Stored data
+---+
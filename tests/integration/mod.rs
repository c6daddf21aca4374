//! Integration tests for sqlrun.
//!
//! Database-backed tests skip themselves when DATABASE_URL is not set.

pub mod cli_test;
pub mod connection_test;
pub mod export_test;
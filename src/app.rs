//! Wiring between the command line, the configuration file and the batches.

use std::path::PathBuf;

use crate::cli::{Cli, Command};
use crate::config::{Config, ConnectionConfig, PathsConfig};
use crate::connection::ConnectionProvider;
use crate::error::{Result, SqlRunError};
use crate::export::Exporter;
use crate::query::QueryRunner;
use crate::report::{BatchSummary, Reporter};

/// Resolves the connection parameters with precedence:
/// 1. CLI arguments (highest)
/// 2. Named connection from config
/// 3. Default connection from config
/// 4. Environment variables
///
/// The result must name a database.
pub fn resolve_connection(cli: &Cli, config: &Config) -> Result<ConnectionConfig> {
    let mut connection = cli.to_connection_config()?;

    if connection.is_none() {
        if let Some(name) = cli.connection_name() {
            connection = config.get_connection(Some(name)).cloned();
            if connection.is_none() {
                return Err(SqlRunError::config(format!(
                    "Connection '{}' not found in config file",
                    name
                )));
            }
        }
    }

    if connection.is_none() {
        connection = config.get_connection(None).cloned();
    }

    let mut connection = connection.unwrap_or_default();
    connection.apply_env_defaults();
    connection.validate()?;

    Ok(connection)
}

/// Resolves the SQL and output folders: subcommand flags win over `[paths]`.
pub fn resolve_paths(command: &Command, config: &Config) -> PathsConfig {
    let pick = |flag: &Option<PathBuf>, fallback: &PathBuf| {
        flag.clone().unwrap_or_else(|| fallback.clone())
    };

    match command {
        Command::Run(args) => PathsConfig {
            sql_dir: pick(&args.sql_dir, &config.paths.sql_dir),
            output_dir: config.paths.output_dir.clone(),
        },
        Command::Export(args) => PathsConfig {
            sql_dir: pick(&args.sql_dir, &config.paths.sql_dir),
            output_dir: pick(&args.output_dir, &config.paths.output_dir),
        },
    }
}

/// Runs the selected batch to completion.
pub async fn run_command(
    command: &Command,
    paths: &PathsConfig,
    provider: &ConnectionProvider,
    reporter: &mut dyn Reporter,
) -> Result<BatchSummary> {
    match command {
        Command::Run(args) => {
            QueryRunner::new(provider, args.sample_rows)
                .run_all(&paths.sql_dir, reporter)
                .await
        }
        Command::Export(_) => {
            Exporter::new(provider)
                .export_all(&paths.sql_dir, &paths.output_dir, reporter)
                .await
        }
    }
}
+---+
Work to be completed:
In the entries above, the lines from the one bearing "and the batches." up to and including the one bearing "let pick = |flag: &Option<PathBuf>, fallback: &PathBuf|" should be transcribed exactly; no other line is wanted.

Answer to the exercise:
//! Wiring between the command line, the configuration file and the batches.

use std::path::PathBuf;

use crate::cli::{Cli, Command};
use crate::config::{Config, ConnectionConfig, PathsConfig};
use crate::connection::ConnectionProvider;
use crate::error::{Result, SqlRunError};
use crate::export::Exporter;
use crate::query::QueryRunner;
use crate::report::{BatchSummary, Reporter};

/// Resolves the connection parameters with precedence:
/// 1. CLI arguments (highest)
/// 2. Named connection from config
/// 3. Default connection from config
/// 4. Environment variables
///
/// The result must name a database.
pub fn resolve_connection(cli: &Cli, config: &Config) -> Result<ConnectionConfig> {
    let mut connection = cli.to_connection_config()?;

    if connection.is_none() {
        if let Some(name) = cli.connection_name() {
            connection = config.get_connection(Some(name)).cloned();
            if connection.is_none() {
                return Err(SqlRunError::config(format!(
                    "Connection '{}' not found in config file",
                    name
                )));
            }
        }
    }

    if connection.is_none() {
        connection = config.get_connection(None).cloned();
    }

    let mut connection = connection.unwrap_or_default();
    connection.apply_env_defaults();
    connection.validate()?;

    Ok(connection)
}

/// Resolves the SQL and output folders: subcommand flags win over `[paths]`.
pub fn resolve_paths(command: &Command, config: &Config) -> PathsConfig {
    let pick = |flag: &Option<PathBuf>, fallback: &PathBuf| {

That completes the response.